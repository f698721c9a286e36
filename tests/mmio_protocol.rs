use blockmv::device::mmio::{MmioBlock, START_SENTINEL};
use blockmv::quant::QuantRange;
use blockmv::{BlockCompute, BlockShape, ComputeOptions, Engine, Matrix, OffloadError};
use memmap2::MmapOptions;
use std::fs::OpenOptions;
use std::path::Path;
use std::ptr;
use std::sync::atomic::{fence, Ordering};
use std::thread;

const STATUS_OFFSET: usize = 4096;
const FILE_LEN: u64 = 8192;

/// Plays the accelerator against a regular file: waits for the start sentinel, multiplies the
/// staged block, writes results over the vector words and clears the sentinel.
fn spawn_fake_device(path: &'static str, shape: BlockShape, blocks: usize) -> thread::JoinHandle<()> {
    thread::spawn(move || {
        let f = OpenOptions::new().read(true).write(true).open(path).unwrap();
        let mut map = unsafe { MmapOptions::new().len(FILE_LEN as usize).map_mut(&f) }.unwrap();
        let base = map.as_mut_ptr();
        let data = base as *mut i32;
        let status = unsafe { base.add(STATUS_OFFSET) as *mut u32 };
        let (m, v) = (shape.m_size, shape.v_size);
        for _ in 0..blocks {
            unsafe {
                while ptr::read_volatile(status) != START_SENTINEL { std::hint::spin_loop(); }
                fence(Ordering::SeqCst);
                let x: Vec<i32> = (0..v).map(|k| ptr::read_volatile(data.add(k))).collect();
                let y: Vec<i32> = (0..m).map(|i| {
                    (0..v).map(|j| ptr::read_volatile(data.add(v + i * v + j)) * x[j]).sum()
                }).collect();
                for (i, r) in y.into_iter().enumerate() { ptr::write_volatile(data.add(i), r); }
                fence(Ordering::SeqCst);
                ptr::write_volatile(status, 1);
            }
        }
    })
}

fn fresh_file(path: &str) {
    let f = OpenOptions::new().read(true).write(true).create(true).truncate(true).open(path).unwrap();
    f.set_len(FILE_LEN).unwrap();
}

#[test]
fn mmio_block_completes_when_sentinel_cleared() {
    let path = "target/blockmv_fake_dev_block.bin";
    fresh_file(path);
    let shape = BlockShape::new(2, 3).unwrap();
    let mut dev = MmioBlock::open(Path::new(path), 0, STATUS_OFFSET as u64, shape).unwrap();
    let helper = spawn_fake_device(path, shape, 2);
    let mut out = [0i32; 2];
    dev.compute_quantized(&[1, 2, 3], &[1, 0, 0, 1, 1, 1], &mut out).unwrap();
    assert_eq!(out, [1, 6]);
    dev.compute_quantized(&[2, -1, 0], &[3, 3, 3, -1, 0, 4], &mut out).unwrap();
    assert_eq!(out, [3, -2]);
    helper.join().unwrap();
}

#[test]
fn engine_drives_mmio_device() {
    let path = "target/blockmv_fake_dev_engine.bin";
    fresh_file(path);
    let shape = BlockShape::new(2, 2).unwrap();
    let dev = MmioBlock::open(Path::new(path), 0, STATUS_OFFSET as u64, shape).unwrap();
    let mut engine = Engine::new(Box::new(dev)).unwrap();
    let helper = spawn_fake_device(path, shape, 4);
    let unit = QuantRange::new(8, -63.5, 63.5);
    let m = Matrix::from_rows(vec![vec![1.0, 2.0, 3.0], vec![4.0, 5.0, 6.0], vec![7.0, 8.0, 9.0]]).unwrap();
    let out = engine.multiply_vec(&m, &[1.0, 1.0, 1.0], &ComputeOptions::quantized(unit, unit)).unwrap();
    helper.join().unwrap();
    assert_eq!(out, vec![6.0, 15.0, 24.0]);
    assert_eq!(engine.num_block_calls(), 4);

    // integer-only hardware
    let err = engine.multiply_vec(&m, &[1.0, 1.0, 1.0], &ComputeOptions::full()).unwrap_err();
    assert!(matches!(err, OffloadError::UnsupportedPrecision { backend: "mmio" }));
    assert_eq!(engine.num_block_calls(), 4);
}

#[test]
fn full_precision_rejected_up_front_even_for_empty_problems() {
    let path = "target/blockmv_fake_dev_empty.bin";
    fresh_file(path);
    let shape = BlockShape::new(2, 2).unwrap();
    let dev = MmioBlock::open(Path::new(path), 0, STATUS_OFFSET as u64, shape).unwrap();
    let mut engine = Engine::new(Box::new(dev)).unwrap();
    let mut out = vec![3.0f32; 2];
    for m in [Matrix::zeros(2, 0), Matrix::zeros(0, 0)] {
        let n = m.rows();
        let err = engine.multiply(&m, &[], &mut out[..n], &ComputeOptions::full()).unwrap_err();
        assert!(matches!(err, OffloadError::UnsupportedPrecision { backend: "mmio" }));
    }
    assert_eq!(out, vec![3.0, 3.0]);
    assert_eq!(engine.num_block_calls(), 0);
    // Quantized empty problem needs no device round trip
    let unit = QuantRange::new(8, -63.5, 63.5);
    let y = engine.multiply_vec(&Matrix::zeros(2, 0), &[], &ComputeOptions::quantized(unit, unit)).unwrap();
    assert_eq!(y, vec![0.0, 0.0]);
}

:::::

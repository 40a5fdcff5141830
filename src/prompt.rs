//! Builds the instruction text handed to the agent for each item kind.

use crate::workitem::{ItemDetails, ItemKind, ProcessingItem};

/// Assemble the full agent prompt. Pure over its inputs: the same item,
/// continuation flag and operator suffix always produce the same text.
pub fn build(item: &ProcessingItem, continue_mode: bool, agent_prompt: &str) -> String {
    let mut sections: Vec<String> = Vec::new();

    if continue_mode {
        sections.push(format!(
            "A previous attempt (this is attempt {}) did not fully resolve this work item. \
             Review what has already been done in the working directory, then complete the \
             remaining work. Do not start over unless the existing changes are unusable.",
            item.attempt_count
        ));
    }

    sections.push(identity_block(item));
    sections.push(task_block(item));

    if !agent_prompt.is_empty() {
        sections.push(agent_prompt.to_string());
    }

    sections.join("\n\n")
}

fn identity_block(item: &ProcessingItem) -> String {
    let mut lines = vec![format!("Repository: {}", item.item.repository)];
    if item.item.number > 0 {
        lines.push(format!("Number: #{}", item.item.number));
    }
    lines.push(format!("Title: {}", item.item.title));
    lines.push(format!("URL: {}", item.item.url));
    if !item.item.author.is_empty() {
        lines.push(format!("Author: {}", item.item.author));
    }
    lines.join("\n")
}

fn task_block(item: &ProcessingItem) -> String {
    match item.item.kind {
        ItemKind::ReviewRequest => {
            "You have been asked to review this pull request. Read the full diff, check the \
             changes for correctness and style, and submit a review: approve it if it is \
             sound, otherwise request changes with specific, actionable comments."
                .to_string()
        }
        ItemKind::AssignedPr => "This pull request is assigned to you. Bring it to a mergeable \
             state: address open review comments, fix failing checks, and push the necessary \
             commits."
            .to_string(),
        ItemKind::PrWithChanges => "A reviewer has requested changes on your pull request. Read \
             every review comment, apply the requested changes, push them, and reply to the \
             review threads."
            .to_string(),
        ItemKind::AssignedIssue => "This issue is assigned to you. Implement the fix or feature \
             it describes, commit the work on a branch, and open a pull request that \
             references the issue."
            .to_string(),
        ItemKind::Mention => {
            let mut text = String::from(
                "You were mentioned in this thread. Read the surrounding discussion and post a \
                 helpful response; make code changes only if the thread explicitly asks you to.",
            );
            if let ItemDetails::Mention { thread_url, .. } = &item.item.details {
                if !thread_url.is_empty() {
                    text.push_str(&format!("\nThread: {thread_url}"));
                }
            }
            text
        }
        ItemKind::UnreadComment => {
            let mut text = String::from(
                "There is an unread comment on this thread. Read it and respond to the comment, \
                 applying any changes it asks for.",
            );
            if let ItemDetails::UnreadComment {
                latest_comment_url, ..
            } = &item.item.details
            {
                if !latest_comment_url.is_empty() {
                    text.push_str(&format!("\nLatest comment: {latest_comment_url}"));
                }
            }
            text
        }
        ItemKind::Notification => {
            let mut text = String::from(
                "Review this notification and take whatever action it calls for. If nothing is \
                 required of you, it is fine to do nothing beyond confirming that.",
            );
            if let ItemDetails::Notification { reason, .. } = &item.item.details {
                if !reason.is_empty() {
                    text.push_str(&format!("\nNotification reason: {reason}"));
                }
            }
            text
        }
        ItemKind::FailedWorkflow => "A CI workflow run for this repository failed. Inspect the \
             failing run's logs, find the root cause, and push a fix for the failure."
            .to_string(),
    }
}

:::::

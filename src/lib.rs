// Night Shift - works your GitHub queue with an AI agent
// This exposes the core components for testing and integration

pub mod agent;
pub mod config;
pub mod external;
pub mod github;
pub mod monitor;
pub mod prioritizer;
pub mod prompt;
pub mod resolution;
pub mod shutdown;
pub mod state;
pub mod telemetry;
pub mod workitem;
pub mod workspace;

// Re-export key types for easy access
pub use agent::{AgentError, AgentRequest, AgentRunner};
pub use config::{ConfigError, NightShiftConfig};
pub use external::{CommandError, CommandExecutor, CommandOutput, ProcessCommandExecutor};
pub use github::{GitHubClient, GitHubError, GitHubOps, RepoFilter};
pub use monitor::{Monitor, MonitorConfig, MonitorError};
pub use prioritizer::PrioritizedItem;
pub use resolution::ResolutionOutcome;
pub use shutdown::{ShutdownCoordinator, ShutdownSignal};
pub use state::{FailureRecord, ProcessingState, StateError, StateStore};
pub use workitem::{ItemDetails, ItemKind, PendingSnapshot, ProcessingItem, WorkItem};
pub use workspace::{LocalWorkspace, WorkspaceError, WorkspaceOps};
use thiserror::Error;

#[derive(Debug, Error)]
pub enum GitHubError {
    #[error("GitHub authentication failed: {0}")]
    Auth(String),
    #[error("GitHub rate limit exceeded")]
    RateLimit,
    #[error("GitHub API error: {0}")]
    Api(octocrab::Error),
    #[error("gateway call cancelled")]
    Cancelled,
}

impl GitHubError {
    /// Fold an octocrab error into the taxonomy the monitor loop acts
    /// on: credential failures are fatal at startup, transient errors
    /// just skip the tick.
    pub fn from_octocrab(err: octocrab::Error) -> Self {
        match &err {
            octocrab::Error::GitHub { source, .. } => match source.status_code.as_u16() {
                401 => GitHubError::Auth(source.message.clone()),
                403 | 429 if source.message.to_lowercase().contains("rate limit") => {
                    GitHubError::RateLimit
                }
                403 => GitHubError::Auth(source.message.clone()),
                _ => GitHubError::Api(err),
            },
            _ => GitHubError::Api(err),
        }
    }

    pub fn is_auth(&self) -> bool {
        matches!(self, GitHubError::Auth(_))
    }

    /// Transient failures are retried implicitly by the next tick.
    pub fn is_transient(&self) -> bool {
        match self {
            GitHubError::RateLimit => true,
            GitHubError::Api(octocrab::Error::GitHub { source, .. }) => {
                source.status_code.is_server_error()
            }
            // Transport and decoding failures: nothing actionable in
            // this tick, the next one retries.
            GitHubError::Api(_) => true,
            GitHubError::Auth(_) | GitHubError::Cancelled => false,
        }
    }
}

:::::

What you are asked to do. When a line of the entries above contains the word "your", include it in a tally, then give that tally alone.

Expected output. 2